The VE Bulletin Excerpts
'No price is too high to pay for
the privilege of owning yourself' Rudyard Kipling
Vol 18: No 2 July 2001
An inalienable right
The question 'Who owns my life?' lies at the heart of the voluntary
euthanasia debate. Some believe that our lives are not wholly our own,
in so far as God has determined when and how they shall end. Although we
may legitimately prolong life, we may not terminate it. There are others
who are anti - choice, who want our lives to be regulated for us, because
we cannot be trusted to exercise sensible control over them. Their condition
has been described in a book by the psychiatrist - philosopher Erich Fromm
titled 'The Fear of Freedom'. Such views are unacceptable to proponents
of personal autonomy, who hold that we are free to make decisions affecting
our lives, provided only that we do not use that freedom to harm others.
The Universal Declaration of Human Rights speaks of an 'inalienable
right to life'. If I have such a right - and I firmly believe that I have
- then it is a right that I cannot transfer to others, nor can they take
it from me. Through that right I have ownership over my life, how I choose
to live and how to die. Strangely, that very declaration has been interpreted
by some as denying our ownership, as if it were life itself, rather than
the right to it, that is inalienable. Without freedom of choice we cease
to be humans and become things - objects, not subjects.
The most precious
possession a human being can claim is that of his or her own person, and
that must include the right of self - determination
writes Marilynne
Seguin in her book 'Gentle Death'.
When we examine the rational grounds for opposing voluntary euthanasia,
we find that much of the debate, although supposedly about moral values,
is actually a dispute about facts: as to what voluntary euthanasia is,
or implies, or would lead to. In matters of life and death, it is not hard
to conjure up scary scenarios. Although there is no hard evidence to support
these, there is only their implausibility to refute them, so they easily
arouse fear in the public imagination. Fear then overrides both reason
and compassion.
<>We are immensely compassionate towards animals other than ourselves,
not only our pets, but any who strike us having sensibilities - dolphins
and whales, for example. We condemn those who cause them needless suffering,
we expend time and money to save them from harm, we end their lives swiftly
and painlessly if we cannot relieve their distress in any other way. So
why are we so reluctant to extend such compassion to one another, granted
they we are far better endowed than other animals with independence of
mind; self - awareness; and the power to communicate our wishes - and we
probably have a greater capacity to suffer?
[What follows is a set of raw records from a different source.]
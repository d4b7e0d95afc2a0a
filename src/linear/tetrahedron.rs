//! Linear tetrahedron

use crate::linear::{
    closest_point_on_triangle, finish_evaluation, norm2, solve3, sub3, LinearCell,
    PARAMETRIC_TOLERANCE,
};
use crate::reference_cell;
use crate::types::{PositionEvaluation, RealScalar, ReferenceCellType, Result};
use num::Float;

/// A four-point tetrahedron.
#[derive(Clone, Debug)]
pub struct Tetrahedron<T: RealScalar> {
    points: [[T; 3]; 4],
    ids: [usize; 4],
}

impl<T: RealScalar> Tetrahedron<T> {
    /// Create a degenerate tetrahedron at the origin.
    pub fn new() -> Self {
        Self {
            points: [[T::zero(); 3]; 4],
            ids: [0; 4],
        }
    }
}

impl<T: RealScalar> Default for Tetrahedron<T> {
    fn default() -> Self {
        Self::new()
    }
}

impl<T: RealScalar> LinearCell<T> for Tetrahedron<T> {
    fn cell_type(&self) -> ReferenceCellType {
        ReferenceCellType::Tetrahedron
    }

    fn points(&self) -> &[[T; 3]] {
        &self.points
    }

    fn ids(&self) -> &[usize] {
        &self.ids
    }

    fn set_corner(&mut self, local: usize, x: [T; 3], id: usize) {
        self.points[local] = x;
        self.ids[local] = id;
    }

    fn evaluate_position(&self, x: &[T; 3]) -> Result<PositionEvaluation<T>> {
        let tol = T::from(PARAMETRIC_TOLERANCE).unwrap();
        let [a, b, c, d] = &self.points;
        let cols = [sub3(b, a), sub3(c, a), sub3(d, a)];
        let pc = solve3(&cols, &sub3(x, a))?;
        let inside = pc.iter().all(|&p| p >= -tol) && pc[0] + pc[1] + pc[2] <= T::one() + tol;
        let clamped = if inside {
            pc
        } else {
            // Closest point over the four boundary faces, mapped back to
            // parametric coordinates of the reference tetrahedron
            let verts = reference_cell::vertices::<T>(ReferenceCellType::Tetrahedron);
            let mut best = [T::zero(); 3];
            let mut best_d = Float::max_value();
            for face in reference_cell::faces(ReferenceCellType::Tetrahedron) {
                let (closest, bary) = closest_point_on_triangle(
                    x,
                    &self.points[face[0]],
                    &self.points[face[1]],
                    &self.points[face[2]],
                );
                let dist2 = norm2(&sub3(x, &closest));
                if dist2 < best_d {
                    best_d = dist2;
                    let w = [T::one() - bary[0] - bary[1], bary[0], bary[1]];
                    best = [T::zero(); 3];
                    for (wi, vi) in w.iter().zip(face.iter()) {
                        for (pd, vd) in best.iter_mut().zip(verts[*vi].iter()) {
                            *pd = *pd + *wi * *vd;
                        }
                    }
                }
            }
            best
        };
        Ok(finish_evaluation(self, x, pc, inside, clamped))
    }
}

#[cfg(test)]
mod test {
    use super::*;
    use crate::types::PositionStatus;
    use approx::assert_relative_eq;

    fn tetrahedron() -> Tetrahedron<f64> {
        let mut tet = Tetrahedron::new();
        tet.set_corner(0, [0.0, 0.0, 0.0], 0);
        tet.set_corner(1, [1.0, 0.0, 0.0], 1);
        tet.set_corner(2, [0.0, 1.0, 0.0], 2);
        tet.set_corner(3, [0.0, 0.0, 1.0], 3);
        tet
    }

    #[test]
    fn test_corners() {
        let tet = tetrahedron();
        for (i, x) in [
            [0.0, 0.0, 0.0],
            [1.0, 0.0, 0.0],
            [0.0, 1.0, 0.0],
            [0.0, 0.0, 1.0],
        ]
        .iter()
        .enumerate()
        {
            let p = tet.evaluate_position(x).unwrap();
            assert_eq!(p.status, PositionStatus::Inside);
            assert_relative_eq!(p.dist2, 0.0, epsilon = 1e-12);
            assert_relative_eq!(p.weights[i], 1.0, epsilon = 1e-12);
        }
    }

    #[test]
    fn test_interior() {
        let p = tetrahedron().evaluate_position(&[0.25, 0.25, 0.25]).unwrap();
        assert_eq!(p.status, PositionStatus::Inside);
        assert_relative_eq!(p.pcoords[0], 0.25, epsilon = 1e-12);
        assert_relative_eq!(p.weights[0], 0.25, epsilon = 1e-12);
    }

    #[test]
    fn test_outside_base() {
        let p = tetrahedron().evaluate_position(&[0.2, 0.2, -1.0]).unwrap();
        assert_eq!(p.status, PositionStatus::Outside);
        assert_relative_eq!(p.dist2, 1.0, epsilon = 1e-12);
        assert_relative_eq!(p.closest_point[0], 0.2, epsilon = 1e-12);
        assert_relative_eq!(p.closest_point[2], 0.0, epsilon = 1e-12);
        assert_relative_eq!(p.pcoords[2], 0.0, epsilon = 1e-12);
    }

    #[test]
    fn test_outside_vertex() {
        let p = tetrahedron().evaluate_position(&[2.0, -1.0, -1.0]).unwrap();
        assert_eq!(p.status, PositionStatus::Outside);
        assert_relative_eq!(p.closest_point[0], 1.0, epsilon = 1e-12);
        assert_relative_eq!(p.pcoords[0], 1.0, epsilon = 1e-12);
        assert_relative_eq!(p.weights[1], 1.0, epsilon = 1e-12);
    }

    #[test]
    fn test_degenerate() {
        let tet = Tetrahedron::<f64>::new();
        assert!(tet.evaluate_position(&[0.1, 0.1, 0.1]).is_err());
    }

    #[test]
    fn test_intersect_with_line() {
        let hit = tetrahedron()
            .intersect_with_line(&[0.2, 0.2, -1.0], &[0.2, 0.2, 1.0], 1e-10)
            .unwrap()
            .unwrap();
        assert_relative_eq!(hit.t, 0.5, epsilon = 1e-12);
        assert_relative_eq!(hit.x[2], 0.0, epsilon = 1e-12);
    }

    #[test]
    fn test_triangulate() {
        let tri = tetrahedron().triangulate();
        assert_eq!(tri.verts_per_cell, 4);
        assert_eq!(tri.point_ids, vec![0, 1, 2, 3]);
    }
}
Modern technology can prolong our dying almost indefinitely, allowing
death to occur, as someone has remarked, 'by the cruelty of nature when
the skill of the doctor fails'. The case for voluntary euthanasia rests
on respect for human autonomy, on respect for the ownership of ones life,
measured in terms of human identity and dignity, and on compassion for
needless, unwanted distress in dying.
When the preservation of life is no longer compatible with the relief
of suffering and the patient wishes only to die, the medical profession
is faced with a moral dilemma unknown to a veterinarian. Only a change
in the law can allow both doctor and patient to resolve that dilemma.